> **AVAILABLE DATA**:
:::
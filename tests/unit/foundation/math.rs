use super::*;

#[test]
fn rng_is_deterministic() {
    let mut a = Rng64::new(123);
    let mut b = Rng64::new(123);
    for _ in 0..10 {
        assert_eq!(a.next_u64(), b.next_u64());
    }
}

#[test]
fn forked_streams_are_reproducible_and_independent() {
    let mut parent_a = Rng64::new(55);
    let mut parent_b = Rng64::new(55);
    let mut child_a = parent_a.fork();
    let mut child_b = parent_b.fork();
    let mut sibling = parent_a.fork();
    let first = child_a.next_u64();
    assert_eq!(first, child_b.next_u64());
    assert_ne!(first, sibling.next_u64());
    assert_eq!(parent_a.next_u64(), {
        parent_b.fork();
        parent_b.next_u64()
    });
}

#[test]
fn rng_unit_interval_and_ranges() {
    let mut rng = Rng64::new(7);
    for _ in 0..10_000 {
        let v = rng.next_f64();
        assert!((0.0..1.0).contains(&v));
        let r = rng.range(4.0, 9.0);
        assert!((4.0..9.0).contains(&r));
        let s = rng.signed(0.5);
        assert!((-0.5..0.5).contains(&s));
    }
}

#[test]
fn mixed_seeds_diverge() {
    let a = Rng64::new(mix_seed(1, 10)).next_u64();
    let b = Rng64::new(mix_seed(1, 11)).next_u64();
    assert_ne!(a, b);
}

#[test]
fn clamp01_handles_nan_and_extremes() {
    assert_eq!(clamp01(f64::NAN), 0.0);
    assert_eq!(clamp01(-3.0), 0.0);
    assert_eq!(clamp01(7.0), 1.0);
    assert_eq!(clamp01(0.25), 0.25);
}

#[test]
fn wrap_coord_stays_inside_margin() {
    assert!((wrap_coord(105.0, 100.0, 2.0) - 1.0).abs() < 1e-9);
    assert!((wrap_coord(-3.0, 100.0, 2.0) - 101.0).abs() < 1e-9);
    assert_eq!(wrap_coord(50.0, 100.0, 2.0), 50.0);
    for v in [-1000.0, -2.0, 0.0, 101.9, 5000.5] {
        let w = wrap_coord(v, 100.0, 2.0);
        assert!((-2.0..102.0).contains(&w), "{v} -> {w}");
    }
}

#[test]
fn fnv_is_order_sensitive() {
    let mut a = Fnv1a64::new_default();
    a.write_u8(1);
    a.write_u32(2);
    let mut b = Fnv1a64::new_default();
    b.write_u32(2);
    b.write_u8(1);
    assert_ne!(a.finish(), b.finish());
}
:::
From the entries above, give again exactly the lines running from the line with "assert_ne!(a, b);" to the line with "b.write_u8(1);"; include both of those lines.

    assert_ne!(a, b);
}

#[test]
fn clamp01_handles_nan_and_extremes() {
    assert_eq!(clamp01(f64::NAN), 0.0);
    assert_eq!(clamp01(-3.0), 0.0);
    assert_eq!(clamp01(7.0), 1.0);
    assert_eq!(clamp01(0.25), 0.25);
}

#[test]
fn wrap_coord_stays_inside_margin() {
    assert!((wrap_coord(105.0, 100.0, 2.0) - 1.0).abs() < 1e-9);
    assert!((wrap_coord(-3.0, 100.0, 2.0) - 101.0).abs() < 1e-9);
    assert_eq!(wrap_coord(50.0, 100.0, 2.0), 50.0);
    for v in [-1000.0, -2.0, 0.0, 101.9, 5000.5] {
        let w = wrap_coord(v, 100.0, 2.0);
        assert!((-2.0..102.0).contains(&w), "{v} -> {w}");
    }
}

#[test]
fn fnv_is_order_sensitive() {
    let mut a = Fnv1a64::new_default();
    a.write_u8(1);
    a.write_u32(2);
    let mut b = Fnv1a64::new_default();
    b.write_u32(2);
    b.write_u8(1);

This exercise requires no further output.